### INSTRUCTIONS TO FOLLOW
Word for word, restate the lines from the start of the data below through the line containing "a progress stream.".

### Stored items
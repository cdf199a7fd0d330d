use futures::{Stream, StreamExt as _};
use serde::Serialize;
use std::{
    pin::Pin,
    task::{Context, Poll},
};
use tokio::sync::mpsc;
use tokio_stream::wrappers::UnboundedReceiverStream;

/// The phase of a pricing run that a progress event belongs to
#[derive(Clone, Copy, Debug, PartialEq, Eq, Serialize)]
#[cfg_attr(feature = "schemars", derive(schemars::JsonSchema))]
#[serde(rename_all = "lowercase")]
pub enum Phase {
    /// Computing a price per territory
    Calculating,
    /// Matching prices to the storefront's tiers
    Resolving,
    /// Removing previously scheduled price changes
    Deleting,
    /// Submitting the new prices
    Submitting,
}

/// A single line of a progress stream.
#[derive(Clone, Debug, PartialEq, Serialize)]
#[cfg_attr(feature = "schemars", derive(schemars::JsonSchema))]
#[serde(tag = "type", rename_all = "lowercase")]
pub enum ProgressEvent<T> {
    /// Work advanced
    Progress {
        /// Units of work done in the current phase
        completed: usize,
        /// Units of work in the current phase
        total: usize,
        /// The current phase
        #[serde(skip_serializing_if = "Option::is_none")]
        phase: Option<Phase>,
    },
    /// The operation finished; always the last event
    Done {
        /// The outcome of the operation
        result: T,
    },
    /// The operation failed; always the last event
    Error {
        /// What went wrong
        message: String,
        /// Units of work done before the failure, if known
        #[serde(skip_serializing_if = "Option::is_none")]
        completed: Option<usize>,
        /// Units of work in the failed phase, if known
        #[serde(skip_serializing_if = "Option::is_none")]
        total: Option<usize>,
    },
}

/// Create a connected progress writer and stream.
///
/// The channel is unbounded, so a slow consumer never stalls the producer.
pub fn progress_channel<T>() -> (ProgressWriter<T>, ProgressStream<T>) {
    let (sender, receiver) = mpsc::unbounded_channel();
    (
        ProgressWriter {
            sender: Some(sender),
        },
        ProgressStream {
            inner: UnboundedReceiverStream::new(receiver),
        },
    )
}

/// The producing half of a progress channel.
///
/// After [`done`](Self::done) or [`error`](Self::error) the writer is closed
/// and every further write is silently dropped, so a stream carries at most
/// one terminal event. A writer dropped while still open emits an error event.
#[derive(Debug)]
pub struct ProgressWriter<T> {
    sender: Option<mpsc::UnboundedSender<ProgressEvent<T>>>,
}

impl<T> ProgressWriter<T> {
    /// Report progress within a phase
    pub fn progress(&self, completed: usize, total: usize, phase: Option<Phase>) {
        self.send(ProgressEvent::Progress {
            completed,
            total,
            phase,
        });
    }

    /// Report success and close the stream
    pub fn done(&mut self, result: T) {
        self.send(ProgressEvent::Done { result });
        self.sender = None;
    }

    /// Report failure and close the stream
    pub fn error(
        &mut self,
        message: impl Into<String>,
        completed: Option<usize>,
        total: Option<usize>,
    ) {
        self.send(ProgressEvent::Error {
            message: message.into(),
            completed,
            total,
        });
        self.sender = None;
    }

    /// Whether a terminal event has been written
    pub fn is_closed(&self) -> bool {
        self.sender.is_none()
    }

    fn send(&self, event: ProgressEvent<T>) {
        if let Some(sender) = &self.sender {
            // the consumer may have hung up, which is not the producer's problem
            let _ = sender.send(event);
        }
    }
}

impl<T> Drop for ProgressWriter<T> {
    fn drop(&mut self) {
        if !self.is_closed() {
            self.error("operation ended without a result", None, None);
        }
    }
}

/// The consuming half of a progress channel.
///
/// The stream ends once a terminal event has been delivered.
#[derive(Debug)]
pub struct ProgressStream<T> {
    inner: UnboundedReceiverStream<ProgressEvent<T>>,
}

impl<T> Stream for ProgressStream<T> {
    type Item = ProgressEvent<T>;

    fn poll_next(mut self: Pin<&mut Self>, cx: &mut Context<'_>) -> Poll<Option<Self::Item>> {
        Pin::new(&mut self.inner).poll_next(cx)
    }
}

impl<T: Serialize + Send + 'static> ProgressStream<T> {
    /// The events as newline-terminated JSON lines
    pub fn ndjson(self) -> impl Stream<Item = Result<String, serde_json::Error>> + Send + 'static {
        self.map(|event| {
            serde_json::to_string(&event).map(|mut line| {
                line.push('\n');
                line
            })
        })
    }
}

### EXERCISE ANSWER
repository cdf199a7fd0d330d
use futures::{Stream, StreamExt as _};
use serde::Serialize;
use std::{
    pin::Pin,
    task::{Context, Poll},
};
use tokio::sync::mpsc;
use tokio_stream::wrappers::UnboundedReceiverStream;

/// The phase of a pricing run that a progress event belongs to
#[derive(Clone, Copy, Debug, PartialEq, Eq, Serialize)]
#[cfg_attr(feature = "schemars", derive(schemars::JsonSchema))]
#[serde(rename_all = "lowercase")]
pub enum Phase {
    /// Computing a price per territory
    Calculating,
    /// Matching prices to the storefront's tiers
    Resolving,
    /// Removing previously scheduled price changes
    Deleting,
    /// Submitting the new prices
    Submitting,
}

/// A single line of a progress stream.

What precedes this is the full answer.